Hypnagogic Pop, Hauntology, and Chillwave all repurpose found mainstream material — 80’s VCR footage and pop songs — for new, sonically and emotionally maculate ends. Detritus of spectral reminiscences become looped, subjected to noise and FX, dubbed into some sort of real virtuality. Sometimes the result is fragmented, expansive – see James Ferraro’s KFC record for such. Sometimes it is focused, yet endless – cf. Oneohtrix Point Never’s ‘Nobody Here’, where a four bar loop from ‘Lady In Red’ overwhelms in repetition, attaining a sort of cosmic pentecostalism (the glo-fi video mirrors the processes and affect of the music). The resources, the bombast, of eighties production techniques and blustery sensibilities are redreamed for a new, shimmering fragility, a curious joy. Our world becomes estranged in the textural flicker of the music, yet it does not turn to the grotesque, rather to a sort of pathetic bliss, a melancholy utopia (though ‘utopia’ glosses over the unexpected political charge many of the tracks glimpse). As history crashes into the wall of time, musicians all over the world (though concentrated in these respects for now in the UK and the USA) are turning the objects of memory into readymades for detourning. As with Man Ray’s objects of affection and Duchamp’s readymades, the new music uses modernist collage and quotation, but woozily here, at an adjunct to a way of being that is unsure of itself, that is sceptical of time.

It is as if these musicians, many of them in their twenties, are the first generation to realise the digital, historiographical charge of the phantasmagoria of their minds.

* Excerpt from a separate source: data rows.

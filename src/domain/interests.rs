//! The fixed interest vocabulary and a compact set representation
//!
//! Every record's interests are drawn from a closed vocabulary of seven tags. Sets of
//! interests are stored as a bitset, so membership, intersection and pairwise
//! co-occurrence checks are single integer operations.

use serde::{Deserialize, Deserializer, Serialize, Serializer};
use std::fmt;
use std::str::FromStr;

/// One tag of the interest vocabulary
#[derive(Debug, Clone, Copy, PartialEq, Eq, PartialOrd, Ord, Hash, Serialize, Deserialize)]
#[serde(rename_all = "lowercase")]
pub enum Interest {
    Cooking,
    Hiking,
    Movies,
    Music,
    Reading,
    Sports,
    Travel,
}

impl Interest {
    /// Vocabulary size
    pub const COUNT: usize = 7;

    /// The whole vocabulary, in display (alphabetical) order
    pub const ALL: [Interest; Interest::COUNT] = [
        Interest::Cooking,
        Interest::Hiking,
        Interest::Movies,
        Interest::Music,
        Interest::Reading,
        Interest::Sports,
        Interest::Travel,
    ];

    pub fn as_str(&self) -> &'static str {
        match self {
            Interest::Cooking => "cooking",
            Interest::Hiking => "hiking",
            Interest::Movies => "movies",
            Interest::Music => "music",
            Interest::Reading => "reading",
            Interest::Sports => "sports",
            Interest::Travel => "travel",
        }
    }

    /// Position of this tag in [`Interest::ALL`]
    pub fn index(self) -> usize {
        self as usize
    }

    fn bit(self) -> u8 {
        1 << self.index()
    }
}

impl fmt::Display for Interest {
    fn fmt(&self, f: &mut fmt::Formatter<'_>) -> fmt::Result {
        write!(f, "{}", self.as_str())
    }
}

impl FromStr for Interest {
    type Err = String;

    fn from_str(s: &str) -> Result<Self, Self::Err> {
        match s.trim().to_lowercase().as_str() {
            "cooking" => Ok(Interest::Cooking),
            "hiking" => Ok(Interest::Hiking),
            "movies" => Ok(Interest::Movies),
            "music" => Ok(Interest::Music),
            "reading" => Ok(Interest::Reading),
            "sports" => Ok(Interest::Sports),
            "travel" => Ok(Interest::Travel),
            _ => Err(format!("Unknown interest: {s}")),
        }
    }
}

/// A subset of the interest vocabulary
#[derive(Debug, Clone, Copy, PartialEq, Eq, Hash, Default)]
pub struct InterestSet(u8);

impl InterestSet {
    pub const fn empty() -> Self {
        Self(0)
    }

    /// Every tag of the vocabulary
    pub fn full() -> Self {
        Interest::ALL.into_iter().collect()
    }

    /// Adds an interest, returning `true` if it was not already present
    pub fn insert(&mut self, interest: Interest) -> bool {
        let added = !self.contains(interest);
        self.0 |= interest.bit();
        added
    }

    /// Removes an interest, returning `true` if it was present
    pub fn remove(&mut self, interest: Interest) -> bool {
        let present = self.contains(interest);
        self.0 &= !interest.bit();
        present
    }

    /// Flips membership of an interest (form checkbox semantics)
    pub fn toggle(&mut self, interest: Interest) {
        self.0 ^= interest.bit();
    }

    pub fn contains(self, interest: Interest) -> bool {
        self.0 & interest.bit() != 0
    }

    pub fn is_empty(self) -> bool {
        self.0 == 0
    }

    pub fn len(self) -> usize {
        self.0.count_ones() as usize
    }

    /// True when both sets hold at least one common interest
    pub fn intersects(self, other: InterestSet) -> bool {
        self.0 & other.0 != 0
    }

    pub fn intersection(self, other: InterestSet) -> InterestSet {
        InterestSet(self.0 & other.0)
    }

    /// Members in vocabulary order
    pub fn iter(self) -> impl Iterator<Item = Interest> {
        Interest::ALL
            .into_iter()
            .filter(move |interest| self.contains(*interest))
    }
}

impl FromIterator<Interest> for InterestSet {
    fn from_iter<I: IntoIterator<Item = Interest>>(iter: I) -> Self {
        let mut set = InterestSet::empty();
        for interest in iter {
            set.insert(interest);
        }
        set
    }
}

impl Serialize for InterestSet {
    fn serialize<S: Serializer>(&self, serializer: S) -> Result<S::Ok, S::Error> {
        serializer.collect_seq(self.iter())
    }
}

impl<'de> Deserialize<'de> for InterestSet {
    fn deserialize<D: Deserializer<'de>>(deserializer: D) -> Result<Self, D::Error> {
        let interests = Vec::<Interest>::deserialize(deserializer)?;
        Ok(interests.into_iter().collect())
    }
}

impl fmt::Display for InterestSet {
    fn fmt(&self, f: &mut fmt::Formatter<'_>) -> fmt::Result {
        let names: Vec<&str> = self.iter().map(|i| i.as_str()).collect();
        write!(f, "{}", names.join(", "))
    }
}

All of our dreams becoming memories, and vice-versa, given the means through the thickening technology museum, given the desire by the secular rapture which our curious age describes to us. The desired delirium of harsh noise music turns anew here, renewed, to a specific abyssal postness (in IDM, Avant-Rock, Hip-Hop, or other forms), a sharpened yet nebulous nostalgic haze for things that never happened, but may yet.

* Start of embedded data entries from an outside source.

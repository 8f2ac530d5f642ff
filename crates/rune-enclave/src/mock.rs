use crate::backend::{EnclaveBackend, KillTarget, PayloadPid, PayloadStdio};
use crate::{BackendError, Operation};
use rune_schema::LogLevel;
use std::sync::atomic::{AtomicI32, Ordering};
use std::sync::{Arc, Mutex};

/// One call received by a [`MockBackend`].
#[derive(Debug, Clone, PartialEq, Eq)]
pub enum MockCall {
    Load(String),
    Init { args: String, log_level: LogLevel },
    Attest,
    Exec { cmd: Vec<String>, envp: Vec<String> },
    Kill { signal: i32, target: KillTarget },
    Destroy,
}

/// Shared view of the calls a mock received, usable after the mock itself
/// has been moved into a runtime or dropped.
#[derive(Debug, Clone, Default)]
pub struct MockRecorder {
    calls: Arc<Mutex<Vec<MockCall>>>,
}

impl MockRecorder {
    pub fn calls(&self) -> Vec<MockCall> {
        self.calls.lock().map(|c| c.clone()).unwrap_or_default()
    }

    pub fn count(&self, pred: impl Fn(&MockCall) -> bool) -> usize {
        self.calls().iter().filter(|c| pred(c)).count()
    }

    fn push(&self, call: MockCall) {
        if let Ok(mut calls) = self.calls.lock() {
            calls.push(call);
        }
    }
}

/// Recording backend that accepts every call in any order, unless told to
/// fail one operation.
pub struct MockBackend {
    name: String,
    recorder: MockRecorder,
    fail_at: Option<Operation>,
    next_pid: AtomicI32,
}

impl MockBackend {
    pub fn new(name: impl Into<String>) -> Self {
        Self {
            name: name.into(),
            recorder: MockRecorder::default(),
            fail_at: None,
            next_pid: AtomicI32::new(1000),
        }
    }

    /// Make `op` fail with an error naming it.
    #[must_use]
    pub fn failing_at(mut self, op: Operation) -> Self {
        self.fail_at = Some(op);
        self
    }

    /// Record into an existing recorder instead of a fresh one.
    #[must_use]
    pub fn with_recorder(mut self, recorder: MockRecorder) -> Self {
        self.recorder = recorder;
        self
    }

    pub fn recorder(&self) -> MockRecorder {
        self.recorder.clone()
    }

    fn record(&self, op: Operation, call: MockCall) -> Result<(), BackendError> {
        self.recorder.push(call);
        if self.fail_at == Some(op) {
            return Err(BackendError::Rejected {
                op,
                reason: "injected mock failure".to_owned(),
            });
        }
        Ok(())
    }
}

impl EnclaveBackend for MockBackend {
    fn name(&self) -> &str {
        &self.name
    }

    fn load(&mut self, path: &str) -> Result<(), BackendError> {
        self.record(Operation::Load, MockCall::Load(path.to_owned()))
    }

    fn init(&mut self, args: &str, log_level: LogLevel) -> Result<(), BackendError> {
        self.record(
            Operation::Init,
            MockCall::Init {
                args: args.to_owned(),
                log_level,
            },
        )
    }

    fn attest(&self) -> Result<(), BackendError> {
        self.record(Operation::Attest, MockCall::Attest)
    }

    fn exec(
        &self,
        cmd: &[String],
        envp: &[String],
        _stdio: PayloadStdio,
    ) -> Result<PayloadPid, BackendError> {
        self.record(
            Operation::Exec,
            MockCall::Exec {
                cmd: cmd.to_vec(),
                envp: envp.to_vec(),
            },
        )?;
        Ok(self.next_pid.fetch_add(1, Ordering::SeqCst))
    }

    fn kill(&self, signal: i32, target: KillTarget) -> Result<(), BackendError> {
        self.record(Operation::Kill, MockCall::Kill { signal, target })
    }

    fn destroy(&mut self) -> Result<(), BackendError> {
        self.record(Operation::Destroy, MockCall::Destroy)
    }
}

#[cfg(test)]
mod tests {
    use super::*;

    #[test]
    fn mock_records_calls_in_order() {
        let mut backend = MockBackend::new("mock");
        let recorder = backend.recorder();

        backend.load("/img").unwrap();
        backend.init("a b", LogLevel::Debug).unwrap();
        let pid = backend
            .exec(&["x".to_owned()], &[], PayloadStdio::null())
            .unwrap();
        backend.kill(9, KillTarget::All).unwrap();
        backend.destroy().unwrap();

        assert_eq!(pid, 1000);
        assert_eq!(
            recorder.calls(),
            vec![
                MockCall::Load("/img".to_owned()),
                MockCall::Init {
                    args: "a b".to_owned(),
                    log_level: LogLevel::Debug
                },
                MockCall::Exec {
                    cmd: vec!["x".to_owned()],
                    envp: vec![]
                },
                MockCall::Kill {
                    signal: 9,
                    target: KillTarget::All
                },
                MockCall::Destroy,
            ]
        );
    }

    #[test]
    fn mock_pids_are_unique() {
        let backend = MockBackend::new("mock");
        let a = backend.exec(&["a".to_owned()], &[], PayloadStdio::null()).unwrap();
        let b = backend.exec(&["b".to_owned()], &[], PayloadStdio::null()).unwrap();
        assert_ne!(a, b);
    }

    #[test]
    fn mock_fails_requested_operation_only() {
        let mut backend = MockBackend::new("mock").failing_at(Operation::Init);
        assert!(backend.load("/img").is_ok());
        let err = backend.init("", LogLevel::Info).unwrap_err();
        assert!(matches!(
            err,
            BackendError::Rejected {
                op: Operation::Init,
                ..
            }
        ));
        assert_eq!(err.to_string(), "init rejected by backend: injected mock failure");
        assert!(backend.attest().is_ok());
    }

    #[test]
    fn shared_recorder_sees_both_backends() {
        let recorder = MockRecorder::default();
        let mut a = MockBackend::new("a").with_recorder(recorder.clone());
        let mut b = MockBackend::new("b").with_recorder(recorder.clone());
        a.load("/1").unwrap();
        b.load("/2").unwrap();
        assert_eq!(recorder.count(|c| matches!(c, MockCall::Load(_))), 2);
    }
}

An even stranger memoradelia occurs when, with such thoughts in mind, you go back and consider again some of those readymades (or possible readymades) in their original context. The title sequence of Twin Peaks, for instance, sings of the tragedy of memory, casting forward to Laura Palmer’s talismanic death. This event presages the collapse of a certain parochial way of being for the residents of the town (and for everyone else), whilst at the same time sensually depicting 1990-as-sonic-funeral to us listening now, two decades later. Badalamenti’s famous (and famously haunting) 11-note tremolo guitar tattoo shimmers with the anticipated spectre of memory-collapse, whilst the string synth chords (and the reverbed production) place you squarely in a secure past made all the more poignant by its specificity. The music and the just-distant visual graphics do the job of hypnagogia and chillwave, placing the bank of time and memory in front of your experience, whilst at the same time piercing that bank with the force of an immanence that the new music shades in FX.

The Twin Peaks theme music is like My Bloody Valentine and the Cocteau Twins as imagined by Rothko. You’re put in mind, in fact, of a fiction music. When later in the first episode we see some of the cast in the blue collar Roadhouse bar, the whole bluesy context implodes in the dream textures of the theme music, which returns after much intermittence from Badalamenti’s (equally effective) secondary thematic material, but now diagetic. The band on stage are performing it. The many strands of the programme collapse in on themselves at this point – memory; small town Americana; the grotesque, Weird insistence of the other. It is as if Pynchon’s vision in The Crying of Lot 49 of bars with jukeboxes full of a mysterious electronic music is here made real, only aimed at the electric melancholy of tragedy, not the bite of future-satire.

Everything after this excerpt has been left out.